EXERCISE INSTRUCTIONS: Word for word, please restate the lines from the beginning of the data through the line in which "if let Some(hook)" appears.

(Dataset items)

_____

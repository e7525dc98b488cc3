use super::Observer;
use crate::definition::{DefinitionId, DefinitionTree};
use std::rc::Rc;
use tracing::debug;

impl DefinitionTree {
    /// Hands `observer` to `id` and to everything it owns, children and
    /// auxiliary sub-definitions alike.
    ///
    /// Once the whole subtree holds the observer, its `after_set_observer`
    /// hook runs once, for `id`. Calling this again with another observer
    /// replaces the previous one everywhere below `id`.
    pub fn set_observer(&mut self, id: DefinitionId, observer: Rc<Observer>) {
        let subtree = self.subtree(id);
        debug!(definition = %id, reached = subtree.len(), "Cascading observer");
        for current in subtree {
            self[current].observer = Some(Rc::clone(&observer));
        }
        if let Some(hook) = &observer.after_set_observer {
            hook(&*self, id);
        }
    }

    pub fn observer(&self, id: DefinitionId) -> Option<&Rc<Observer>> {
        self[id].observer.as_ref()
    }
}
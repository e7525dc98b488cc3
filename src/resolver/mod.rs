use crate::data::{DataSlot, Value};
use crate::definition::{DefinitionId, DefinitionTree};
use crate::error::Diagnostic;
use crate::path::AbsolutePath;
use tracing::warn;

mod prune;
mod resolved;

pub use prune::prune_paths;
pub use resolved::Resolved;

/// Result of a write-back through a definition.
#[derive(Debug, Clone, PartialEq)]
pub enum AssignOutcome {
    /// The value was written and the definition marked as changed.
    Written,
    /// Old and new values are equal once blanks are collapsed; nothing written.
    Unchanged,
    /// The write could not be performed; the data is untouched.
    Skipped(Diagnostic),
}

/// Resolves each normalized path against `data`, in order.
///
/// An empty path list stands for the empty data path and expands to every
/// element of `data`. `%%` keeps its position as `Undefined`. Indices that
/// miss the array or land on an empty slot resolve to null and are reported.
pub fn resolve_paths<'d>(paths: &[String], data: &'d [DataSlot]) -> Vec<Resolved<'d>> {
    if paths.is_empty() {
        return data
            .iter()
            .map(|slot| match slot {
                Some(object) => Resolved::Object(object.as_ref()),
                None => Resolved::null(),
            })
            .collect();
    }

    paths
        .iter()
        .map(|path| match AbsolutePath::parse(path) {
            Ok(AbsolutePath::MatchAll) | Ok(AbsolutePath::Skip) => {
                Resolved::Value(Value::Undefined)
            }
            Ok(AbsolutePath::Null) => Resolved::null(),
            Ok(AbsolutePath::Indexed { index, relative }) => {
                match data.get(index).and_then(Option::as_ref) {
                    Some(object) if relative.is_empty() => Resolved::Object(object.as_ref()),
                    Some(object) => Resolved::Value(object.resolve(&relative)),
                    None => {
                        let reason = if index < data.len() {
                            format!("element {} is empty", index)
                        } else {
                            format!("index {} is out of range", index)
                        };
                        report_unresolved(path, data.len(), reason);
                        Resolved::null()
                    }
                }
            }
            Err(e) => {
                report_unresolved(path, data.len(), e.to_string());
                Resolved::null()
            }
        })
        .collect()
}

fn report_unresolved(path: &str, available: usize, reason: String) {
    let diagnostic = Diagnostic::PathResolution {
        path: path.to_string(),
        available,
        reason,
    };
    warn!(%diagnostic, "Path resolution fell back to null");
}

impl DefinitionTree {
    /// Resolved values of every path of `id`, positionally.
    pub fn resolve_data<'d>(&self, id: DefinitionId, data: &'d [DataSlot]) -> Vec<Resolved<'d>> {
        resolve_paths(&self[id].normalized_paths, data)
    }

    /// First resolved value of `id`, or null when there is none.
    pub fn resolve_data_for_first_path<'d>(
        &self,
        id: DefinitionId,
        data: &'d [DataSlot],
    ) -> Resolved<'d> {
        self.resolve_data(id, data)
            .into_iter()
            .next()
            .unwrap_or_else(Resolved::null)
    }

    /// Writes `value` through the single indexed path of `id`.
    ///
    /// Blank values (null, undefined, empty string) compare equal to each
    /// other, so a UI echoing an empty field back does not mark the
    /// definition as changed.
    pub fn resolve_assign_data(
        &mut self,
        id: DefinitionId,
        data: &mut [DataSlot],
        value: Value,
    ) -> AssignOutcome {
        let mismatch = |tree: &DefinitionTree, reason: String| {
            let diagnostic = Diagnostic::AssignmentMismatch {
                definition: tree.identity(id),
                reason,
            };
            warn!(%diagnostic, "Write-back skipped");
            AssignOutcome::Skipped(diagnostic)
        };

        let (index, relative) = match self[id].normalized_paths.as_slice() {
            [single] => match AbsolutePath::parse(single) {
                Ok(AbsolutePath::Indexed { index, relative }) => (index, relative),
                Ok(_) => return mismatch(&*self, format!("path '{}' is not indexed", single)),
                Err(e) => return mismatch(&*self, e.to_string()),
            },
            paths => {
                return mismatch(
                    &*self,
                    format!("expected exactly one path, found {}", paths.len()),
                );
            }
        };
        if relative.is_empty() {
            return mismatch(&*self, format!("path '%{}%' addresses a whole element", index));
        }
        let available = data.len();
        let Some(object) = data.get_mut(index).and_then(Option::as_mut) else {
            return mismatch(
                &*self,
                format!("no data element at index {} of {}", index, available),
            );
        };

        let head = object.resolve_head(&relative);
        if !head.value.is_container() {
            return mismatch(
                &*self,
                format!("'{}' has no container for '{}'", relative, head.tail),
            );
        }

        let current = object.resolve(&relative);
        if current.blank_reduced() == value.blank_reduced() {
            return AssignOutcome::Unchanged;
        }

        match object.resolve_assign(&relative, value) {
            Ok(()) => {
                self.set_data_changed(id);
                AssignOutcome::Written
            }
            Err(e) => mismatch(&*self, e.to_string()),
        }
    }

    /// Deep copy of `data` reduced to what the paths of `id` read.
    pub fn prune_data(&self, id: DefinitionId, data: &[DataSlot]) -> Vec<DataSlot> {
        prune_paths(&self[id].normalized_paths, data)
    }
}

_____

WRITTEN SOLUTION:
repository e7525dc98b488cc3
use super::Observer;
use crate::definition::{DefinitionId, DefinitionTree};
use std::rc::Rc;
use tracing::debug;

impl DefinitionTree {
    /// Hands `observer` to `id` and to everything it owns, children and
    /// auxiliary sub-definitions alike.
    ///
    /// Once the whole subtree holds the observer, its `after_set_observer`
    /// hook runs once, for `id`. Calling this again with another observer
    /// replaces the previous one everywhere below `id`.
    pub fn set_observer(&mut self, id: DefinitionId, observer: Rc<Observer>) {
        let subtree = self.subtree(id);
        debug!(definition = %id, reached = subtree.len(), "Cascading observer");
        for current in subtree {
            self[current].observer = Some(Rc::clone(&observer));
        }
        if let Some(hook) = &observer.after_set_observer {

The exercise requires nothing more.